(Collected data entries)
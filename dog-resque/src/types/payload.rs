use chrono::Utc;
use serde::{Deserialize, Serialize};
use serde_json::{Map, Value};

use super::{Job, StatusId, JOB_CLASS_KEY};
use crate::{QueueError, QueueResult};

/// Wire record stored in queue lists, delayed buckets and failed records.
///
/// Immediate payloads carry `id` and `queue_time`. Delayed payloads carry
/// `queue` instead, because the bucket is keyed by timestamp rather than by
/// queue name.
#[derive(Debug, Clone, PartialEq, Serialize, Deserialize)]
pub struct JobPayload {
    /// Class the worker instantiates (the dispatch wrapper)
    pub class: String,

    #[serde(default)]
    pub args: Vec<Value>,

    #[serde(default, skip_serializing_if = "Option::is_none")]
    pub id: Option<String>,

    #[serde(default, skip_serializing_if = "Option::is_none")]
    pub queue_time: Option<f64>,

    #[serde(default, skip_serializing_if = "Option::is_none")]
    pub queue: Option<String>,
}

impl JobPayload {
    /// Payload for an immediate push
    pub fn immediate(class: impl Into<String>, args: Value, id: &StatusId) -> Self {
        let now = Utc::now();
        let queue_time = now.timestamp() as f64 + f64::from(now.timestamp_subsec_micros()) / 1_000_000.0;

        Self {
            class: class.into(),
            args: vec![args],
            id: Some(id.as_str().to_string()),
            queue_time: Some(queue_time),
            queue: None,
        }
    }

    /// Payload for a delayed bucket
    pub fn delayed(class: impl Into<String>, queue: impl Into<String>, args: Value) -> Self {
        Self {
            class: class.into(),
            args: vec![args],
            id: None,
            queue_time: None,
            queue: Some(queue.into()),
        }
    }

    /// Decode a stored record
    pub fn decode(raw: &str) -> QueueResult<Self> {
        serde_json::from_str(raw).map_err(|e| QueueError::decode("job payload", e))
    }

    /// First positional argument when it is a keyed map
    pub fn first_arg(&self) -> Option<&Map<String, Value>> {
        self.args.first().and_then(Value::as_object)
    }

    /// Handler identity stamped by the dispatcher, if present
    pub fn job_class(&self) -> Option<&str> {
        self.first_arg()
            .and_then(|args| args.get(JOB_CLASS_KEY))
            .and_then(Value::as_str)
    }

    pub fn status_id(&self) -> Option<StatusId> {
        self.id.as_deref().map(StatusId::from)
    }
}

/// A payload read back from a queue list
#[derive(Debug, Clone, PartialEq)]
pub struct PendingJob {
    pub queue: String,
    pub payload: JobPayload,
}

impl PendingJob {
    /// Handler identity, falling back to the wire class for payloads that
    /// were not pushed through the dispatcher
    pub fn class(&self) -> &str {
        self.payload.job_class().unwrap_or(&self.payload.class)
    }

    pub fn args(&self) -> Map<String, Value> {
        self.payload.first_arg().cloned().unwrap_or_default()
    }

    pub fn id(&self) -> Option<StatusId> {
        self.payload.status_id()
    }

    /// Rebuild the job value object (stamped keys included)
    pub fn to_job(&self) -> Job {
        Job::new(self.queue.clone(), self.class()).with_args(self.args())
    }
}

#[cfg(test)]
mod tests {
    use super::*;
    use serde_json::json;

    #[test]
    fn test_decode_resque_payload() {
        let raw = r#"{"class":"W","args":[{"resque.jobclass":"SendWelcome","user_id":42}],"id":"abc","queue_time":1.5}"#;
        let payload = JobPayload::decode(raw).unwrap();

        assert_eq!(payload.job_class(), Some("SendWelcome"));
        assert_eq!(payload.status_id(), Some(StatusId::from("abc")));
        assert_eq!(payload.first_arg().unwrap()["user_id"], json!(42));
    }

    #[test]
    fn test_decode_failure_is_decode_error() {
        let err = JobPayload::decode("{not json").unwrap_err();
        assert!(matches!(err, QueueError::Decode(_)));
    }

    #[test]
    fn test_pending_job_falls_back_to_wire_class() {
        let pending = PendingJob {
            queue: "legacy".to_string(),
            payload: JobPayload::decode(r#"{"class":"Plain","args":[]}"#).unwrap(),
        };
        assert_eq!(pending.class(), "Plain");
        assert!(pending.args().is_empty());
        assert_eq!(pending.to_job().queue(), "legacy");
    }

    #[test]
    fn test_delayed_payload_omits_id() {
        let payload = JobPayload::delayed("W", "emails", json!({"a": 1}));
        let value = serde_json::to_value(&payload).unwrap();
        assert!(value.get("id").is_none());
        assert_eq!(value["queue"], json!("emails"));
    }
}
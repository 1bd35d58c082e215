use serde::{Deserialize, Serialize};
use std::fmt;
use std::str::FromStr;
use uuid::Uuid;

use crate::QueueError;

/// Identifier of an enqueued payload, doubling as its status handle
#[derive(Debug, Clone, PartialEq, Eq, Hash, Serialize, Deserialize)]
pub struct StatusId(pub String);

impl StatusId {
    /// Generate a new 32-character hex identifier
    pub fn new() -> Self {
        Self(Uuid::new_v4().simple().to_string())
    }

    /// Create a status id from a string
    pub fn from_string(id: String) -> Self {
        Self(id)
    }

    /// Get the inner string value
    pub fn as_str(&self) -> &str {
        &self.0
    }
}

impl Default for StatusId {
    fn default() -> Self {
        Self::new()
    }
}

impl fmt::Display for StatusId {
    fn fmt(&self, f: &mut fmt::Formatter<'_>) -> fmt::Result {
        write!(f, "{}", self.0)
    }
}

impl From<String> for StatusId {
    fn from(id: String) -> Self {
        Self(id)
    }
}

impl From<&str> for StatusId {
    fn from(id: &str) -> Self {
        Self(id.to_string())
    }
}

/// Worker identity in the `hostname:pid:queue1,queue2` form workers register
#[derive(Debug, Clone, PartialEq, Eq, Hash)]
pub struct WorkerId {
    pub hostname: String,
    pub pid: u32,
    pub queues: Vec<String>,
}

impl WorkerId {
    pub fn new(hostname: impl Into<String>, pid: u32, queues: Vec<String>) -> Self {
        Self {
            hostname: hostname.into(),
            pid,
            queues,
        }
    }

    /// Whether the worker listens on every queue
    pub fn is_wildcard(&self) -> bool {
        self.queues.iter().any(|q| q == "*")
    }
}

impl fmt::Display for WorkerId {
    fn fmt(&self, f: &mut fmt::Formatter<'_>) -> fmt::Result {
        write!(f, "{}:{}:{}", self.hostname, self.pid, self.queues.join(","))
    }
}

impl FromStr for WorkerId {
    type Err = QueueError;

    fn from_str(s: &str) -> Result<Self, Self::Err> {
        let mut parts = s.splitn(3, ':');
        let (hostname, pid, queues) = match (parts.next(), parts.next(), parts.next()) {
            (Some(h), Some(p), Some(q)) if !h.is_empty() => (h, p, q),
            _ => return Err(QueueError::InvalidWorkerId(s.to_string())),
        };
        let pid = pid
            .parse::<u32>()
            .map_err(|_| QueueError::InvalidWorkerId(s.to_string()))?;
        let queues = queues
            .split(',')
            .filter(|q| !q.is_empty())
            .map(str::to_string)
            .collect();

        Ok(Self::new(hostname, pid, queues))
    }
}
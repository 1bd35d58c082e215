use std::collections::HashMap;
use std::sync::atomic::{AtomicU64, Ordering};

use parking_lot::RwLock;

/// Live counters for dispatcher-side operations
#[derive(Debug, Default)]
pub struct LiveMetrics {
    jobs_enqueued: AtomicU64,
    duplicates_suppressed: AtomicU64,
    jobs_scheduled: AtomicU64,
    delayed_removed: AtomicU64,
    failed_retried: AtomicU64,
    failed_cleared: AtomicU64,
    workers_pruned: AtomicU64,

    per_class: RwLock<HashMap<String, ClassMetrics>>,
}

impl LiveMetrics {
    pub fn new() -> Self {
        Self::default()
    }

    pub fn increment_jobs_enqueued(&self, class: &str) {
        self.jobs_enqueued.fetch_add(1, Ordering::Relaxed);
        self.per_class.write().entry(class.to_string()).or_default().enqueued += 1;
    }

    pub fn increment_duplicates_suppressed(&self, class: &str) {
        self.duplicates_suppressed.fetch_add(1, Ordering::Relaxed);
        self.per_class.write().entry(class.to_string()).or_default().suppressed += 1;
    }

    pub fn increment_jobs_scheduled(&self, class: &str) {
        self.jobs_scheduled.fetch_add(1, Ordering::Relaxed);
        self.per_class.write().entry(class.to_string()).or_default().scheduled += 1;
    }

    pub fn add_delayed_removed(&self, count: usize) {
        self.delayed_removed.fetch_add(count as u64, Ordering::Relaxed);
    }

    pub fn add_failed_retried(&self, count: usize) {
        self.failed_retried.fetch_add(count as u64, Ordering::Relaxed);
    }

    pub fn add_failed_cleared(&self, count: usize) {
        self.failed_cleared.fetch_add(count as u64, Ordering::Relaxed);
    }

    pub fn add_workers_pruned(&self, count: usize) {
        self.workers_pruned.fetch_add(count as u64, Ordering::Relaxed);
    }

    pub fn jobs_enqueued(&self) -> u64 {
        self.jobs_enqueued.load(Ordering::Relaxed)
    }

    pub fn duplicates_suppressed(&self) -> u64 {
        self.duplicates_suppressed.load(Ordering::Relaxed)
    }

    pub fn jobs_scheduled(&self) -> u64 {
        self.jobs_scheduled.load(Ordering::Relaxed)
    }

    pub fn delayed_removed(&self) -> u64 {
        self.delayed_removed.load(Ordering::Relaxed)
    }

    pub fn failed_retried(&self) -> u64 {
        self.failed_retried.load(Ordering::Relaxed)
    }

    pub fn failed_cleared(&self) -> u64 {
        self.failed_cleared.load(Ordering::Relaxed)
    }

    pub fn workers_pruned(&self) -> u64 {
        self.workers_pruned.load(Ordering::Relaxed)
    }

    /// Counters for one job class
    pub fn class_metrics(&self, class: &str) -> Option<ClassMetrics> {
        self.per_class.read().get(class).cloned()
    }

    /// Point-in-time copy of every counter
    pub fn snapshot(&self) -> MetricsSnapshot {
        MetricsSnapshot {
            jobs_enqueued: self.jobs_enqueued(),
            duplicates_suppressed: self.duplicates_suppressed(),
            jobs_scheduled: self.jobs_scheduled(),
            delayed_removed: self.delayed_removed(),
            failed_retried: self.failed_retried(),
            failed_cleared: self.failed_cleared(),
            workers_pruned: self.workers_pruned(),
            per_class: self.per_class.read().clone(),
        }
    }
}

/// Counters for a specific job class
#[derive(Debug, Clone, Default, PartialEq, Eq)]
pub struct ClassMetrics {
    pub enqueued: u64,
    pub suppressed: u64,
    pub scheduled: u64,
}

impl ClassMetrics {
    /// Share of `enqueue_once` calls that found a pending duplicate, as a
    /// percentage
    pub fn dedup_rate(&self) -> f64 {
        let attempts = self.enqueued + self.suppressed;
        if attempts == 0 {
            0.0
        } else {
            (self.suppressed as f64 / attempts as f64) * 100.0
        }
    }
}

#[derive(Debug, Clone, Default, PartialEq)]
pub struct MetricsSnapshot {
    pub jobs_enqueued: u64,
    pub duplicates_suppressed: u64,
    pub jobs_scheduled: u64,
    pub delayed_removed: u64,
    pub failed_retried: u64,
    pub failed_cleared: u64,
    pub workers_pruned: u64,
    pub per_class: HashMap<String, ClassMetrics>,
}
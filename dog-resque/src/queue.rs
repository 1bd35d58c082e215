use tracing::debug;

use crate::backend::{Keyspace, SharedStore};
use crate::codec::JsonCodec;
use crate::{JobPayload, PendingJob, QueueResult};

/// A named queue list.
///
/// The view holds no state of its own; every call re-reads the store.
#[derive(Clone)]
pub struct Queue {
    name: String,
    store: SharedStore,
    keys: Keyspace,
    codec: JsonCodec,
}

impl Queue {
    pub(crate) fn new(name: impl Into<String>, store: SharedStore, keys: Keyspace) -> Self {
        Self {
            name: name.into(),
            store,
            keys,
            codec: JsonCodec,
        }
    }

    pub fn name(&self) -> &str {
        &self.name
    }

    /// Number of pending payloads
    pub async fn size(&self) -> QueueResult<usize> {
        self.store.llen(&self.keys.queue(&self.name)).await
    }

    /// Raw payloads in queue order
    pub(crate) async fn raw_jobs(&self) -> QueueResult<Vec<String>> {
        self.store.lrange(&self.keys.queue(&self.name), 0, -1).await
    }

    /// Decode every pending payload. One malformed entry fails the call.
    pub async fn jobs(&self) -> QueueResult<Vec<PendingJob>> {
        self.raw_jobs()
            .await?
            .iter()
            .map(|raw| {
                Ok(PendingJob {
                    queue: self.name.clone(),
                    payload: self.codec.decode::<JobPayload>(raw, "queued job")?,
                })
            })
            .collect()
    }

    /// Drop every pending payload, returning how many there were
    pub async fn clear(&self) -> QueueResult<usize> {
        let key = self.keys.queue(&self.name);
        let count = self.store.llen(&key).await?;
        if count > 0 {
            self.store.del(&key).await?;
        }
        debug!(queue = %self.name, count, "Queue cleared");
        Ok(count)
    }
}

impl std::fmt::Debug for Queue {
    fn fmt(&self, f: &mut std::fmt::Formatter<'_>) -> std::fmt::Result {
        f.debug_struct("Queue")
            .field("name", &self.name)
            .field("backend", &self.store.backend_name())
            .finish()
    }
}

#[cfg(all(test, feature = "memory"))]
mod tests {
    use super::*;
    use crate::backend::{memory::MemoryStore, StoreBackend};
    use crate::{QueueError, StatusId};
    use serde_json::json;
    use std::sync::Arc;

    fn queue(store: &MemoryStore) -> Queue {
        Queue::new("emails", Arc::new(store.clone()), Keyspace::default())
    }

    #[tokio::test]
    async fn test_jobs_and_clear() {
        let store = MemoryStore::new();
        let payload = JobPayload::immediate("W", json!({"user_id": 1}), &StatusId::new());
        store
            .rpush("resque:queue:emails", &serde_json::to_string(&payload).unwrap())
            .await
            .unwrap();

        let queue = queue(&store);
        assert_eq!(queue.size().await.unwrap(), 1);
        let jobs = queue.jobs().await.unwrap();
        assert_eq!(jobs[0].payload, payload);

        assert_eq!(queue.clear().await.unwrap(), 1);
        assert_eq!(queue.size().await.unwrap(), 0);
        assert_eq!(queue.clear().await.unwrap(), 0);
    }

    #[tokio::test]
    async fn test_malformed_entry_fails_listing() {
        let store = MemoryStore::new();
        store.rpush("resque:queue:emails", "not json").await.unwrap();

        let err = queue(&store).jobs().await.unwrap_err();
        assert!(matches!(err, QueueError::Decode(_)));
    }
}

**EXERCISE INSTRUCTIONS**
Pull every line with "Serialize" from the records.

**THE COMPLETED TASK**
use serde::{Deserialize, Serialize};
#[derive(Debug, Clone, PartialEq, Serialize, Deserialize)]
use serde::{Deserialize, Serialize};
#[derive(Debug, Clone, PartialEq, Eq, Hash, Serialize, Deserialize)]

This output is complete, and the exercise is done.